Stretch assignments – taking on something new and different that will require the new skill forces the learner to activate their learning and build on it. If you are designing learning, think through the personas in the audience you are designing for, and try to imagine realistic things they could look out for in their job situation if they want to learn by doing. Include suggestions that go slightly beyond the level covered in your learning design.
- Expand the scope of your work – take on managerial responsibilities (e.g. budgeting, interviewing); Fill in for someone else when they are off work.
- Enter challenging relationships – work with people who have contradictory views, lead a cross-functional team, interact with senior management (get exposure through meetings and presentations)
- Embrace change and adversity – handle a crisis, work to recover a failing situation, work on new initiatives, take the lead in introducing a business change
- Persuade senior managers to take a specific action
- Volunteering – For some subjects there are opportunities outside the workplace to use the new skill – for example by volunteering for a charity.
- Shadowing – working closely with someone who is already using the skill. Simply observing is rather too passive, so the emphasis is on the need to participate actively in reviews of output etc in order to really gain from the exercise.
- Job rotation – We don’t have many job rotation schemes, but the ones for graduates and apprentices give them opportunities to learn by trying different job areas. This will be a key part of the learning design for talent development.
- Career moves – Think about your future career. How can you build the skill profile needed for particular roles on the career pathways defined on the relevant profession sites. Think about what else to put on your personal development plan (PDP) to help them make the next move.
- Giveback – Particularly at the higher skill intensities, giveback activities are a key way to learn and develop.
- Take a lead in a subject group – Subject groups (our communities of practice) are an opportunity for leadership outside the functional line management structures. Don’t forget it is also possible to apply some learned skills (especially leadership topics) in the context of almost any subject.

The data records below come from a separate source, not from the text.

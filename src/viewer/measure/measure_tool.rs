//! Pointer input handling for the measuring tools.

use bevy::prelude::*;
use bevy_egui::EguiContexts;

use crate::ui::DialogState;

use super::super::params::{is_cursor_over_ui, CameraParams};
use super::super::session::ImageSession;
use super::super::tools::{CurrentTool, ViewerTool};
use super::measurement::MeasurementStore;
use super::state::MeasureGesture;

/// Drives the gesture state machine from pointer input.
///
/// Cursor positions are converted to image space through the camera, so the
/// stored points are independent of the current zoom and window size. With
/// no image open the system is a silent no-op.
pub fn handle_measure(
    mouse_button: Res<ButtonInput<MouseButton>>,
    current_tool: Res<CurrentTool>,
    mut gesture: ResMut<MeasureGesture>,
    mut store: ResMut<MeasurementStore>,
    mut previous_tool: Local<Option<ViewerTool>>,
    session: Res<ImageSession>,
    dialog_state: Res<DialogState>,
    camera: CameraParams,
    mut contexts: EguiContexts,
) {
    // A tool switch discards any in-progress gesture without committing
    if *previous_tool != Some(current_tool.tool) {
        *previous_tool = Some(current_tool.tool);
        if *gesture != MeasureGesture::Idle {
            *gesture = gesture.cancel();
        }
    }

    if !current_tool.tool.is_measure_tool() {
        return;
    }

    let Some(ref loaded) = session.current else {
        return;
    };

    if dialog_state.any_modal_open {
        return;
    }

    if is_cursor_over_ui(&mut contexts) {
        return;
    }

    // Right click cancels
    if mouse_button.just_pressed(MouseButton::Right) {
        *gesture = gesture.cancel();
        return;
    }

    let Some(world_pos) = camera.cursor_world_pos() else {
        return;
    };
    let image_pos = loaded.world_to_image(world_pos);

    if mouse_button.just_pressed(MouseButton::Left) {
        *gesture = gesture.on_press(current_tool.tool, image_pos);
    } else if mouse_button.just_released(MouseButton::Left) {
        let (next, committed) = gesture.on_release(current_tool.tool, image_pos);
        *gesture = next;
        if let Some(measurement) = committed {
            store.commit(measurement);
        }
    }
}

- After-action review – Take the initiative in reviewing how things are being done in their area of work.
- Knowledge development – particularly for leading-edge topics, our standard learning resources may cover the basics, but there will be a great need for others to develop and write up (or video-record) deeper knowledge on the subject as a reference for everyone to consult. Taking on the challenge of creating this knowledge is a valuable learning activity in its own right.
- Teaching – Those who teach, learn. Whether it is one-to-one with another member of their own team, or in a local team meeting, in an informal or formal webinar, people will retain and understand the content much better by trying to pass it on. The learning design should encourage this behaviour. And therefore when we create learning resources, they should be “unlocked” so that they can be easily reused in a presentation to other people along with the person’s own stretch learning. Design your resources to be reusable and to be passed on.
I wonder if you came to the same conclusion as me: the benefits of stretch don’t come from brief work in a new area, it is almost all stretch-and-hold. Not necessarily being ever more stretched for ever (which is very draining) – but effort and persistence is needed.
I’m always surprised after a session of Pilates that I can move noticeably more than I could at the beginning, even though I couldn’t detect the change at the time of doing the held stretches themselves. I wonder if it is the same with work too, a stretch feels unnatural, possibly even painful, but afterwards we are comfortable doing more than before.
How does the metaphor of “stretch” work for you as you think about your own personal development and as you watch others develop?